Comic book limited series

Stumptown is an American comic book limited series and later ongoing, written by Greg Rucka with art by Matthew Southworth. The first series launched by Oni Press on November 4, 2009, and ran for four issues. A second miniseries began in September 2012 and ran for five issues and a third volume, this time ongoing, began in September 2014.

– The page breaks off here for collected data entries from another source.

//! End-to-end tests for the transaction lifecycle.
//!
//! Each test builds transactions through the public API only: construct,
//! sign, sterilize, check, flatten and persist. Stores are temporary.

use tessera_protocol::crypto::keys::TxKeypair;
use tessera_protocol::identity::AccountId;
use tessera_protocol::storage::{SledTxStore, TxStore};
use tessera_protocol::transaction::codec::{decode, encode};
use tessera_protocol::transaction::{
    add_signer, check_sign, get_meta_sql, get_txs, is_pseudo_tx, passes_local_checks,
    sign_for, sign_transaction, signing_digest, sterilize, ErrorKind, FieldId, FieldSet,
    FieldValue, InnerObject, MemorySignerLists, SignerEntry, SignerList, Transaction, TxError,
    TxStatus, TxType,
};

// ---------------------------------------------------------------------------
// Helpers
// ---------------------------------------------------------------------------

fn payment(from: AccountId, to: AccountId, amount: u64) -> Transaction {
    Transaction::new(TxType::Payment, |f| {
        f.set_u32(FieldId::Sequence, 1)?;
        f.set_u64(FieldId::Fee, 12)?;
        f.set_account(FieldId::Account, from)?;
        f.set_blob(FieldId::SigningPubKey, Vec::new())?;
        f.set_account(FieldId::Destination, to)?;
        f.set_u64(FieldId::Amount, amount)
    })
    .expect("payment")
}

fn signed_payment(kp: &TxKeypair) -> Transaction {
    let from = AccountId::from_public_key(&kp.public_key());
    let mut tx = payment(from, AccountId::from_bytes([0x22; 20]), 5_000);
    sign_transaction(&mut tx, kp).expect("sign");
    tx
}

fn statement(op: u16, name_in_db: &[u8]) -> Transaction {
    let mut table = FieldSet::new();
    table.set_blob(FieldId::TableName, b"orders".to_vec()).unwrap();
    table.set_blob(FieldId::NameInDb, name_in_db.to_vec()).unwrap();
    let tables = vec![InnerObject::new(FieldId::Table, table)];
    Transaction::new(TxType::SqlStatement, move |f| {
        f.set_u16(FieldId::OpType, op)?;
        f.set_account(FieldId::Owner, AccountId::from_bytes([0x33; 20]))?;
        f.set_array(FieldId::Tables, tables)
    })
    .expect("statement")
}

fn sql_transaction(children: Vec<Transaction>) -> Transaction {
    let count = children.len() as u32;
    let mut tx = Transaction::new(TxType::SqlTransaction, |f| {
        f.set_u32(FieldId::Sequence, 9)?;
        f.set_u64(FieldId::Fee, 10)?;
        f.set_account(FieldId::Account, AccountId::from_bytes([0x11; 20]))?;
        f.set_blob(FieldId::SigningPubKey, Vec::new())?;
        f.set_u32(FieldId::OperationCount, count)
    })
    .expect("sql transaction");
    for child in children {
        tx.add_sub_tx(child).expect("add child");
    }
    tx
}

/// An owner account with a signer list of `n` weight-1 keys and the
/// ledger keys registered.
type SignerKeys = Vec<(AccountId, TxKeypair)>;

fn signer_fixture(n: usize, quorum: u32) -> (MemorySignerLists, AccountId, SignerKeys) {
    let source = MemorySignerLists::new();
    let owner = AccountId::from_bytes([0xAA; 20]);
    let mut keys: SignerKeys = (0..n)
        .map(|i| {
            let kp = TxKeypair::from_seed(&[0x40 + i as u8; 32]);
            (source.register_key(kp.public_key()), kp)
        })
        .collect();
    keys.sort_by_key(|(a, _)| *a);
    let entries = keys
        .iter()
        .map(|(account, _)| SignerEntry {
            account: *account,
            weight: 1,
        })
        .collect();
    source.set_signer_list(owner, SignerList { quorum, entries });
    (source, owner, keys)
}

fn multi_signed(owner: AccountId, keys: &[(AccountId, TxKeypair)]) -> Transaction {
    let mut tx = payment(owner, AccountId::from_bytes([0x22; 20]), 1);
    let entries: Vec<InnerObject> = keys
        .iter()
        .map(|(account, kp)| sign_for(&tx, kp, *account).to_inner().unwrap())
        .collect();
    tx.set_field(FieldId::Signers, FieldValue::Array(entries))
        .expect("signers");
    tx
}

// ---------------------------------------------------------------------------
// Round trip and sterilization
// ---------------------------------------------------------------------------

#[test]
fn round_trip_preserves_nested_sub_transactions() {
    let tx = sql_transaction(vec![statement(6, b"\x01"), statement(8, b"\x02")]);
    let back = decode(&encode(&tx)).expect("decode");
    assert_eq!(back, tx);
    assert_eq!(back.sub_txs().len(), 2);
    assert_eq!(back.sub_txs()[1].fields().get_u16(FieldId::OpType).unwrap(), 8);
}

#[test]
fn sterilize_is_idempotent() {
    let kp = TxKeypair::from_seed(&[3; 32]);
    let once = sterilize(&signed_payment(&kp)).unwrap();
    let twice = sterilize(&once).unwrap();
    assert_eq!(encode(&once), encode(&twice));
    assert_eq!(once.id(), twice.id());
}

#[test]
fn sterilized_transactions_are_frozen() {
    let kp = TxKeypair::from_seed(&[4; 32]);
    let mut tx = sterilize(&signed_payment(&kp)).unwrap();
    assert_eq!(tx.set_sequence(2), Err(TxError::Sterilized));
    assert_eq!(sign_transaction(&mut tx, &kp), Err(TxError::Sterilized));
}

// ---------------------------------------------------------------------------
// Digests
// ---------------------------------------------------------------------------

#[test]
fn signing_digest_ignores_signature_fields() {
    let kp = TxKeypair::from_seed(&[5; 32]);
    let from = AccountId::from_public_key(&kp.public_key());
    let mut tx = payment(from, AccountId::from_bytes([0x22; 20]), 5_000);
    tx.set_field(FieldId::SigningPubKey, FieldValue::Blob(kp.public_key().to_wire()))
        .unwrap();
    let before = signing_digest(&tx);
    sign_transaction(&mut tx, &kp).unwrap();
    assert_eq!(signing_digest(&tx), before);
}

#[test]
fn identity_changes_with_signed_fields() {
    let from = AccountId::from_bytes([1; 20]);
    let to = AccountId::from_bytes([2; 20]);
    let a = sterilize(&payment(from, to, 100)).unwrap();
    let b = sterilize(&payment(from, to, 100)).unwrap();
    let c = sterilize(&payment(from, to, 101)).unwrap();
    assert_eq!(a.id(), b.id());
    assert_ne!(a.id(), c.id());
}

// ---------------------------------------------------------------------------
// Signatures
// ---------------------------------------------------------------------------

#[test]
fn single_signed_payment_verifies_after_decode() {
    let kp = TxKeypair::generate();
    let tx = sterilize(&signed_payment(&kp)).unwrap();
    let decoded = Transaction::from_bytes(&encode(&tx)).unwrap();
    assert!(check_sign(&decoded, false, &MemorySignerLists::new()).ok);
}

#[test]
fn multi_sig_boundaries() {
    let (source, owner, keys) = signer_fixture(9, 1);

    let one = multi_signed(owner, &keys[..1]);
    assert!(check_sign(&one, true, &source).ok);

    let eight = multi_signed(owner, &keys[..8]);
    assert!(check_sign(&eight, true, &source).ok);

    let nine = multi_signed(owner, &keys);
    let r = check_sign(&nine, true, &source);
    assert_eq!(r.kind, Some(ErrorKind::SignerSetInvalid));

    let zero = multi_signed(owner, &[]);
    let r = check_sign(&zero, true, &source);
    assert_eq!(r.kind, Some(ErrorKind::SignerSetInvalid));
}

#[test]
fn duplicate_signer_is_rejected_regardless_of_signatures() {
    let (source, owner, keys) = signer_fixture(2, 1);
    let mut tx = payment(owner, AccountId::from_bytes([0x22; 20]), 1);
    let entry = sign_for(&tx, &keys[0].1, keys[0].0);

    add_signer(&mut tx, entry.clone()).unwrap();
    assert!(matches!(
        add_signer(&mut tx, entry.clone()),
        Err(TxError::SignerSetInvalid(_))
    ));

    tx.set_field(
        FieldId::Signers,
        FieldValue::Array(vec![entry.to_inner().unwrap(), entry.to_inner().unwrap()]),
    )
    .unwrap();
    let r = check_sign(&tx, true, &source);
    assert_eq!(r.kind, Some(ErrorKind::SignerSetInvalid));
}

// ---------------------------------------------------------------------------
// Local checks
// ---------------------------------------------------------------------------

#[test]
fn pseudo_transactions_never_pass_local_checks() {
    let set_fee = Transaction::new(TxType::SetFee, |f| {
        f.set_u32(FieldId::Sequence, 0)?;
        f.set_u64(FieldId::Fee, 0)?;
        f.set_account(FieldId::Account, AccountId::ZERO)?;
        f.set_blob(FieldId::SigningPubKey, Vec::new())?;
        f.set_u32(FieldId::LedgerSequence, 100)?;
        f.set_u32(FieldId::ReferenceFeeUnits, 10)?;
        f.set_u64(FieldId::BaseFee, 10)
    })
    .unwrap();
    let set_fee = sterilize(&set_fee).unwrap();
    assert!(is_pseudo_tx(&set_fee));
    let r = passes_local_checks(&set_fee);
    assert!(!r.ok);
    assert_eq!(r.kind, Some(ErrorKind::LocalCheckFailed));

    let kp = TxKeypair::from_seed(&[6; 32]);
    let transfer = sterilize(&signed_payment(&kp)).unwrap();
    assert!(!is_pseudo_tx(&transfer));
    assert!(passes_local_checks(&transfer).ok);
}

// ---------------------------------------------------------------------------
// Sub-transactions
// ---------------------------------------------------------------------------

#[test]
fn sub_transactions_keep_order_through_get_txs() {
    let (a, b, c) = (statement(6, b"\x0A"), statement(7, b"\x0B"), statement(8, b"\x0C"));
    let parent = sql_transaction(vec![a.clone(), b.clone(), c.clone()]);
    assert_eq!(parent.sub_txs(), &[a.clone(), b.clone(), c.clone()]);
    assert_eq!(get_txs(&parent, None, None), vec![a, b, c]);

    let lone = payment(AccountId::from_bytes([1; 20]), AccountId::from_bytes([2; 20]), 1);
    assert_eq!(get_txs(&lone, None, None), vec![lone.clone()]);
}

// ---------------------------------------------------------------------------
// Status and persistence
// ---------------------------------------------------------------------------

#[test]
fn status_vocabulary_is_closed() {
    for outcome in ["new", "validated", "tecCLAIM", "", "VALIDATED"] {
        let status = TxStatus::from_outcome(outcome);
        assert!("NCHVIU".contains(status.code()));
    }
    assert_eq!(TxStatus::from_outcome("tecCLAIM"), TxStatus::Unknown);
}

#[test]
fn record_persists_and_replays() {
    let kp = TxKeypair::from_seed(&[7; 32]);
    let tx = sterilize(&signed_payment(&kp)).unwrap();
    let store = SledTxStore::open_temporary().unwrap();

    let held = get_meta_sql(&tx, 10, TxStatus::Held, b"").unwrap();
    store.upsert(&held).unwrap();
    let validated = get_meta_sql(&tx, 11, TxStatus::Validated, b"\x01").unwrap();
    store.upsert(&validated).unwrap();

    let stored = store.get(&tx.require_id().unwrap()).unwrap().unwrap();
    assert_eq!(stored, validated);
    let replayed = sterilize(&Transaction::from_bytes(&stored.raw).unwrap()).unwrap();
    assert_eq!(replayed, tx);
    assert_eq!(store.by_account(&tx.account().unwrap()).unwrap().len(), 1);
}

#[test]
fn unsterilized_transaction_has_no_record() {
    let tx = payment(AccountId::from_bytes([1; 20]), AccountId::from_bytes([2; 20]), 1);
    assert_eq!(
        get_meta_sql(&tx, 1, TxStatus::New, b""),
        Err(TxError::Unsterilized)
    );
}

The comic book is a modern-day detective fiction series based in Portland, Oregon, featuring Dex Parios, a bisexual female private investigator with a gambling problem.

==Plot==
The first series begins in medias res with Dex's attempted murder and then showing the events leading up to this as she attempts to track down the granddaughter of a casino owner, who has promised to forgive Dex's heavy debt to the casino from her gambling losses in exchange for the girl's safe return.

==Influences==
In an iFanboy podcast, Rucka says he was going to write his college thesis on the American Detective genre. He cites authors such as Dennis Lehane, Robert B. Parker, and Raymond Chandler as influences in the creation of his character, Dex Parios. He also credits television shows of his youth such as Magnum, P.I., Simon and Simon, and The Rockford Files.

==Reception==
In less than one week, the first issue sold out at the distributor level. The first volume was nominated for the 2011 Eisner Award for Best Limited Series.

==Collected editions==

Hard Covers
| Title | Material collected | Publication date | ISBN |
| Stumptown - Volume One | Stumptown Vol. 1 #1–4 | April 5, 2011 | 978-1934964378 |
| Stumptown - Volume Two | Stumptown Vol. 2 #1-5 | October 1, 2013 | 978-1934964897 |
| Stumptown - Volume Three | Stumptown Vol. 3 #1-5 | April 28, 2015 | 978-1620102015 |
| Stumptown - Volume Four | Stumptown Vol. 3 #6-10 | January, 2017 | 978-1-62010-301-2 |

==Adaptation==

On January 29, 2019, it was announced that ABC had ordered a pilot based on the graphic novels. A month later on February 25, Cobie Smulders was cast in the lead role as Dex Parios. The series premiered on September 25, 2019. It was originally renewed by ABC for a second season, but after delays due to the COVID-19 pandemic, the network reversed their decision and cancelled the series.